THE TASK: Copy each line of the data below with the word "work".

- - - - - - -

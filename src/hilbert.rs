//! Hilbert keys in three dimensions.
//!
//! The keys use the transposed representation of Skilling, "Programming the
//! Hilbert curve" (AIP Conf. Proc. 707, 2004). The transposed coordinates are
//! interleaved like Morton keys, so that the first `3 * l` bits of a key
//! select the octree cell of level `l` containing it.

use crate::morton::{deinterleave, interleave};
use crate::sfc::SfcKey;

/// Encode grid coordinates on the deepest level as a Hilbert key.
pub fn encode<K: SfcKey>(coords: [u32; 3]) -> K {
    let bits = K::MAX_LEVEL;
    debug_assert!(coords.iter().all(|&c| (c as u64) < (1u64 << bits)));

    let mut x = coords;
    let m: u32 = 1 << (bits - 1);

    // Inverse undo of the excess work.
    let mut q = m;
    while q > 1 {
        let p = q - 1;
        for i in 0..3 {
            if x[i] & q != 0 {
                x[0] ^= p;
            } else {
                let t = (x[0] ^ x[i]) & p;
                x[0] ^= t;
                x[i] ^= t;
            }
        }
        q >>= 1;
    }

    // Gray encode.
    for i in 1..3 {
        x[i] ^= x[i - 1];
    }
    let mut t = 0;
    q = m;
    while q > 1 {
        if x[2] & q != 0 {
            t ^= q - 1;
        }
        q >>= 1;
    }
    for xi in x.iter_mut() {
        *xi ^= t;
    }

    K::from_raw(interleave(x))
}

/// Decode a Hilbert key into grid coordinates on the deepest level.
pub fn decode<K: SfcKey>(key: K) -> [u32; 3] {
    let bits = K::MAX_LEVEL;
    let mut x = deinterleave(key.as_u64());
    let n: u32 = 1 << bits;

    // Gray decode.
    let t = x[2] >> 1;
    for i in (1..3).rev() {
        x[i] ^= x[i - 1];
    }
    x[0] ^= t;

    // Undo the excess work.
    let mut q: u32 = 2;
    while q != n {
        let p = q - 1;
        for i in (0..3).rev() {
            if x[i] & q != 0 {
                x[0] ^= p;
            } else {
                let t = (x[0] ^ x[i]) & p;
                x[0] ^= t;
                x[i] ^= t;
            }
        }
        q <<= 1;
    }

    x
}
//! Distributed domain decomposition and halo exchange for particle simulations.
//!
//! Particles are ordered along a space filling curve, a cornerstone octree
//! is balanced over the particles of all ranks, and contiguous ranges of its
//! leaves are assigned to the ranks. Every rank then builds a focused tree
//! around its own range to find the halo particles it needs from its peers.
//! The entry point is [Domain].
#![cfg_attr(feature = "strict", deny(warnings), deny(unused_crate_dependencies))]
#![warn(missing_docs)]

pub mod assignment;
pub mod backend;
pub mod comm;
pub mod config;
pub mod constants;
pub mod domain;
pub mod error;
pub mod exchange;
pub mod focus;
pub mod geometry;
pub mod halos;
pub mod hilbert;
pub mod morton;
pub mod octree;
pub mod particles;
pub mod sfc;
pub mod sort;
pub mod tools;

pub use assignment::SpaceCurveAssignment;
pub use backend::{Backend, BackendKind, HostBackend, ThreadPoolBackend};
pub use comm::local::{LocalCluster, LocalComm};
pub use comm::Communicator;
pub use config::{DomainConfig, HaloRadius};
pub use domain::{Domain, SyncReport, SyncStage};
pub use error::{CommError, DomainError, ImbalanceError, Result};
pub use focus::FocusedOctree;
pub use geometry::{BoundaryKind, DomainBox};
pub use halos::{HaloPlan, SendList};
pub use octree::Octree;
pub use particles::ParticleSet;
pub use sfc::{CurveKind, SfcKey};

- - - - - - -

REPLY:
    // Inverse undo of the excess work.
    // Undo the excess work.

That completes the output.